At the advent of the Anthropocene, life is being pushed to its limits the world over; we are currently living through the Sixth Mass Extinction to occur since multicellular life first emerged on the planet 570 million years ago. Evolutionary biologist E.O. Wilson sums up this push in the opening gambit of his book The Future of Life: “the race is now on between the techno-scientific forces that are destroying the living environment and those that can be harnessed to save it”. Contra Wilson, this paper addresses the paradox arising from proposals to harness “techno-scientific forces … to save” the “living environment” while other forces continue to destroy it. By framing human-inflected evolution in an age of human-induced extinction, this article asks what could or should conservation become, if ‘conserving’ imperiled species might now require genetic interventions of the synthetic kind. Drawing upon recent key markers of “the race”, this paper presents a notional conservation for the Anthropocene—namely, that such a conservation proposes active intervention not only into ecosystems but into evolution itself. And yet, such interventions can only be considered in the context of the planetary scale that is the Anthropocene-writ-large, as per the desertification of the Amazon or the collapse of Antarctic ice sheets, the spatial scale of the microbial world, and on the temporal scale of evolution. Viewed within such a context, this paper presents technoscientific conservation as paradoxically being both vital and futile, as well as timely and too late.
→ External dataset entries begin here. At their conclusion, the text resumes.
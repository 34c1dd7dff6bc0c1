//! Command-line interface definitions and handlers.

use std::path::PathBuf;
use std::sync::Arc;
use std::time::Duration;

use clap::{Parser, Subcommand};
use owo_colors::OwoColorize;
use tabled::settings::Style;
use tabled::{Table, Tabled};
use tokio::signal;
use tokio::sync::{mpsc, watch};
use tracing::info;

use crate::config::{
    AnalysisRequest, BetMode, DateFilter, EngineConfig, MarketFilter, SportFilter,
};
use crate::domain::{Ev, Pick};
use crate::engine::Engine;
use crate::error::{ConfigError, Result};
use crate::feed::{FeedQuery, FeedSource, FileSnapshotSource};
use crate::runtime::{shared_state, Refresher, RefreshStatus};

/// Fairline - sportsbook odds aggregation and edge detection.
#[derive(Parser, Debug)]
#[command(name = "fairline")]
#[command(version, about, long_about = None)]
pub struct Cli {
    /// Path to the config file.
    #[arg(long, default_value = "fairline.toml", global = true)]
    pub config: PathBuf,

    #[command(subcommand)]
    pub command: Commands,
}

#[derive(Subcommand, Debug)]
pub enum Commands {
    /// Analyze one odds snapshot and print ranked picks
    Analyze(AnalyzeArgs),

    /// Re-analyze a snapshot file on an interval until interrupted
    Watch(AnalyzeArgs),
}

#[derive(clap::Args, Debug)]
pub struct AnalyzeArgs {
    /// Odds snapshot file (JSON array of games).
    #[arg(long)]
    pub snapshot: PathBuf,

    /// Sport keys, comma-separated, or "all".
    #[arg(long, default_value = "all")]
    pub sport: String,

    /// Restrict to games on one local date (YYYY-MM-DD).
    #[arg(long)]
    pub date: Option<String>,

    /// Market families, comma-separated, or "all".
    #[arg(long, default_value = "all")]
    pub market: String,

    /// Which class of result to produce.
    #[arg(long, value_enum, default_value_t = BetMode::Straight)]
    pub mode: BetMode,

    /// Restrict to these books (canonical names, comma-separated).
    #[arg(long)]
    pub books: Option<String>,

    /// Override the minimum contributing books per side.
    #[arg(long)]
    pub min_data_points: Option<usize>,

    /// Emit picks as JSON instead of a table.
    #[arg(long)]
    pub json: bool,
}

impl AnalyzeArgs {
    /// Translate raw CLI strings into a typed request.
    pub fn to_request(&self) -> Result<AnalysisRequest> {
        let date = match &self.date {
            Some(raw) => DateFilter::parse(raw).ok_or_else(|| ConfigError::InvalidValue {
                field: "date",
                reason: format!("not a YYYY-MM-DD date: {raw}"),
            })?,
            None => DateFilter::AllUpcoming,
        };
        let books = self
            .books
            .as_deref()
            .map(|raw| {
                raw.split(',')
                    .map(str::trim)
                    .filter(|s| !s.is_empty())
                    .map(str::to_string)
                    .collect()
            })
            .unwrap_or_default();

        Ok(AnalysisRequest {
            sport: SportFilter::parse(&self.sport),
            date,
            market: MarketFilter::parse(&self.market),
            mode: self.mode,
            books,
            min_data_points: self.min_data_points,
        })
    }

    fn query(&self) -> FeedQuery {
        FeedQuery {
            sport: self.sport.clone(),
            markets: Vec::new(),
        }
    }
}

/// One-shot analysis of a snapshot file.
pub async fn analyze(args: &AnalyzeArgs, config: EngineConfig) -> Result<()> {
    let request = args.to_request()?;
    let source = FileSnapshotSource::new(&args.snapshot);
    let snapshot = source.fetch(&args.query()).await?;
    let engine = Engine::new(config);
    let picks = engine.analyze(&snapshot, &request);
    render(&picks, args.json)?;
    Ok(())
}

/// Re-analyze the snapshot file on the configured interval, printing
/// each run, until Ctrl-C.
pub async fn watch(args: &AnalyzeArgs, config: EngineConfig) -> Result<()> {
    if !config.refresh.enabled {
        info!("auto-refresh disabled in config, running once");
        return analyze(args, config).await;
    }
    let request = args.to_request()?;
    let refresh = config.refresh.clone();
    let interval = Duration::from_secs(refresh.interval_secs);

    let state = shared_state();
    let source: Arc<dyn FeedSource> = Arc::new(FileSnapshotSource::new(&args.snapshot));
    let refresher = Refresher::new(
        Engine::new(config),
        source,
        request,
        args.query(),
        state.clone(),
        &refresh,
    );

    let (_refresh_tx, refresh_rx) = mpsc::channel(1);
    let (shutdown_tx, shutdown_rx) = watch::channel(false);
    let worker = tokio::spawn(refresher.run(refresh_rx, shutdown_rx));

    let mut ticker = tokio::time::interval(interval);
    let mut last_rendered: Option<String> = None;
    loop {
        tokio::select! {
            _ = ticker.tick() => {
                let (picks, status) = {
                    let state = state.read();
                    (state.picks().to_vec(), state.status().clone())
                };
                // Identical state stays on screen; only changes re-print.
                if !state_changed(&mut last_rendered, &status, &picks) {
                    continue;
                }
                match status {
                    RefreshStatus::Pending => {}
                    RefreshStatus::Ready => render(&picks, args.json)?,
                    RefreshStatus::Failed(reason) => {
                        eprintln!("{} {reason}", "refresh failed:".red());
                        if !picks.is_empty() {
                            render(&picks, args.json)?;
                        }
                    }
                }
            }
            _ = signal::ctrl_c() => {
                info!("shutdown signal received");
                break;
            }
        }
    }

    let _ = shutdown_tx.send(true);
    let _ = worker.await;
    Ok(())
}

/// Fingerprint the refresh state and report whether it differs from
/// the last one rendered, updating the fingerprint when it does.
fn state_changed(last: &mut Option<String>, status: &RefreshStatus, picks: &[Pick]) -> bool {
    let fingerprint = format!(
        "{status:?}:{}",
        serde_json::to_string(picks).unwrap_or_default()
    );
    if last.as_deref() == Some(fingerprint.as_str()) {
        return false;
    }
    *last = Some(fingerprint);
    true
}

#[derive(Tabled)]
struct PickRow {
    #[tabled(rename = "Game")]
    game: String,
    #[tabled(rename = "Market")]
    market: String,
    #[tabled(rename = "Pick")]
    pick: String,
    #[tabled(rename = "Best")]
    best: String,
    #[tabled(rename = "Book")]
    book: String,
    #[tabled(rename = "Fair")]
    fair: String,
    #[tabled(rename = "EV")]
    ev: String,
    #[tabled(rename = "Books")]
    books: String,
}

impl PickRow {
    fn from_pick(pick: &Pick) -> Self {
        let game = match (&pick.away_team, &pick.home_team) {
            (Some(away), Some(home)) => format!("{away} @ {home}"),
            _ => pick.game_id.clone(),
        };
        let market = match &pick.player {
            Some(player) => format!("{player} {}", pick.market.raw()),
            None => pick.market.raw().to_string(),
        };
        let selection = match pick.line {
            Some(line) => format!("{} {line}", pick.selection),
            None => pick.selection.clone(),
        };
        let ev = match pick.ev {
            Ev::Percent(p) if p > rust_decimal::Decimal::ZERO => {
                format!("{}", format!("{p:.2}%").green())
            }
            Ev::Percent(p) => format!("{}", format!("{p:.2}%").red()),
            Ev::InsufficientData => format!("{}", "insufficient".dimmed()),
        };
        Self {
            game,
            market,
            pick: selection,
            best: pick.best_price.to_string(),
            book: pick.best_book.clone(),
            fair: pick
                .fair_price
                .map_or_else(|| "-".to_string(), |p| p.to_string()),
            ev,
            books: pick.data_points.to_string(),
        }
    }
}

/// Print picks as a table or as JSON.
pub fn render(picks: &[Pick], json: bool) -> Result<()> {
    if json {
        println!(
            "{}",
            serde_json::to_string_pretty(picks).map_err(crate::error::FeedError::Parse)?
        );
        return Ok(());
    }
    if picks.is_empty() {
        println!("{}", "no picks".dimmed());
        return Ok(());
    }

    let rows: Vec<PickRow> = picks.iter().map(PickRow::from_pick).collect();
    let mut table = Table::new(rows);
    table.with(Style::rounded());
    println!("{table}");
    println!("{} picks", picks.len());
    Ok(())
}
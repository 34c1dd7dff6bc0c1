//! Odds aggregation and edge detection.
//!
//! The engine turns a raw feed [`Snapshot`](crate::feed::Snapshot) into
//! a ranked list of [`Pick`](crate::domain::Pick)s: quotes are grouped
//! into markets, a sharpness-weighted consensus is computed per side,
//! and one of four classifiers scores the result depending on the run
//! mode.

pub mod arbitrage;
pub mod consensus;
pub mod edge;
pub mod exchange_edge;
pub mod grouper;
pub mod middle;
pub mod normalize;
pub mod pipeline;

pub use consensus::{devig, weighted_consensus};
pub use edge::{best_quote, edge_percent, resolve_sides, SideCandidate};
pub use grouper::group_snapshot;
pub use pipeline::Engine;
//! Middle detection: an Over line strictly below another book's Under
//! line, both independently placeable.

use tracing::debug;

use crate::domain::{Market, Middle, MiddleLeg, Quote};

/// Whether a quote may participate in a middle. Fixed-vig pick'em
/// platforms cannot take the second leg, and synthetic quotes are not
/// placeable at all.
fn placeable(quote: &Quote) -> bool {
    !quote.synthetic && !quote.book.is_fast_moving() && quote.line.is_some()
}

/// Find the widest middle on a market, scanning every quoted line (on
/// or off the consensus). Returns the single best (Over, Under) pair,
/// or `None` when no gap exists.
#[must_use]
pub fn detect(market: &Market) -> Option<Middle> {
    let overs: Vec<&Quote> = market
        .all_quotes()
        .filter(|q| placeable(q) && q.selection.eq_ignore_ascii_case("Over"))
        .collect();
    let unders: Vec<&Quote> = market
        .all_quotes()
        .filter(|q| placeable(q) && q.selection.eq_ignore_ascii_case("Under"))
        .collect();

    let mut best: Option<Middle> = None;
    for over in &overs {
        for under in &unders {
            if over.book == under.book {
                continue;
            }
            let (Some(over_line), Some(under_line)) = (over.line, under.line) else {
                continue;
            };
            if over_line >= under_line {
                continue;
            }
            let candidate = Middle::try_new(
                MiddleLeg {
                    book: over.book.name().to_string(),
                    line: over_line,
                    price: over.price,
                },
                MiddleLeg {
                    book: under.book.name().to_string(),
                    line: under_line,
                    price: under.price,
                },
            )
            .ok()?;
            // Strictly wider gaps replace; ties keep the first pair
            // found so reruns emit the same middle.
            let wider = best
                .as_ref()
                .map_or(true, |current| candidate.gap() > current.gap());
            if wider {
                best = Some(candidate);
            }
        }
    }

    if let Some(ref middle) = best {
        debug!(
            game = %market.game_id,
            market = market.key.raw(),
            gap = %middle.gap(),
            "middle detected"
        );
    }
    best
}
//! The feed boundary: how raw snapshots reach the engine.
//!
//! The HTTP collaborator that actually retrieves odds lives outside
//! this crate; it is specified only by the [`FeedSource`] port.
//! [`FileSnapshotSource`] reads a captured JSON snapshot and backs the
//! CLI and tests.

use std::path::PathBuf;

use async_trait::async_trait;
use chrono::Utc;

use super::types::{GameRecord, Snapshot};
use crate::error::FeedError;

/// What a fetch should cover. Collaborators may use this to scope the
/// upstream request; snapshot-file sources ignore it.
#[derive(Debug, Clone, Default)]
pub struct FeedQuery {
    /// Raw sport selector ("all", one key, or comma-joined keys).
    pub sport: String,
    /// Raw market keys to retrieve; empty means everything.
    pub markets: Vec<String>,
}

/// Port for the external collaborator that retrieves raw snapshots.
#[async_trait]
pub trait FeedSource: Send + Sync {
    /// Fetch one point-in-time snapshot.
    ///
    /// # Errors
    ///
    /// Returns [`FeedError`] when the upstream fetch or parse fails.
    /// This is the only failure the engine surfaces to its consumer.
    async fn fetch(&self, query: &FeedQuery) -> Result<Snapshot, FeedError>;
}

/// Reads a JSON array of game records from disk, stamping the snapshot
/// with the read time.
#[derive(Debug, Clone)]
pub struct FileSnapshotSource {
    path: PathBuf,
}

impl FileSnapshotSource {
    #[must_use]
    pub fn new(path: impl Into<PathBuf>) -> Self {
        Self { path: path.into() }
    }
}

#[async_trait]
impl FeedSource for FileSnapshotSource {
    async fn fetch(&self, _query: &FeedQuery) -> Result<Snapshot, FeedError> {
        let raw = tokio::fs::read_to_string(&self.path)
            .await
            .map_err(FeedError::Io)?;
        let games: Vec<GameRecord> = serde_json::from_str(&raw).map_err(FeedError::Parse)?;
        Ok(Snapshot::new(games, Utc::now()))
    }
}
Keywords: cultural imaginaryenvironmental humanitiesenvironmental ethicssynthetic biologyconservation biologymicrobiologyAnthropocene evolution

1. Trendsetting

The journal in question is called Trends in Ecology and Evolution. The article in question is called ‘Is It Time for Synthetic Biodiversity Conservation?’. Given the current trends in ecology and evolution—from the climate crisis to the unfolding Sixth Extinction Event and beyond—the answer would appear to be self-evident. Yes, it is time. Time for what though? And when, where, what, how, and by whom? But, most importantly: why? Why is it that ‘conserving’ imperilled species might now require genetic interventions of the synthetic kind?

Probing whether it is actually “Time for Synthetic Biodiversity Conservation” poses a question which begets the thoroughly inhuman, nonhuman, and more-than-human domains at play. Namely, that any such proposed conservation must be considered in context, not only on the planetary scale that is the Anthropocene-writ-large, as per the desertification of the Amazon or the collapse of Antarctic ice sheets, but on the spatial scale of the microbial world, on the temporal scale of evolution, as well as within the affective domain of the cultural imaginary that underpins technoscientific conservation. Because, if it is indeed time for measures such as Synthetic Biology Conservation, then any notional conservation not cognisant of the vastly different scales at play is as anachronistic as Holocene worldviews of both humanity and the humanities.

This article offers a framework for any such conservation, through recourse to key moments in the nascent field of technoscientific conservation. These key moments illuminate the paradoxes facing conservation, by which it appears to be both vital and futile, as well as timely and too late. This means that the real question within the question of whether it is indeed “Time for Synthetic Biodiversity Conservation” is actually whether it is too late for conservation by any means at all.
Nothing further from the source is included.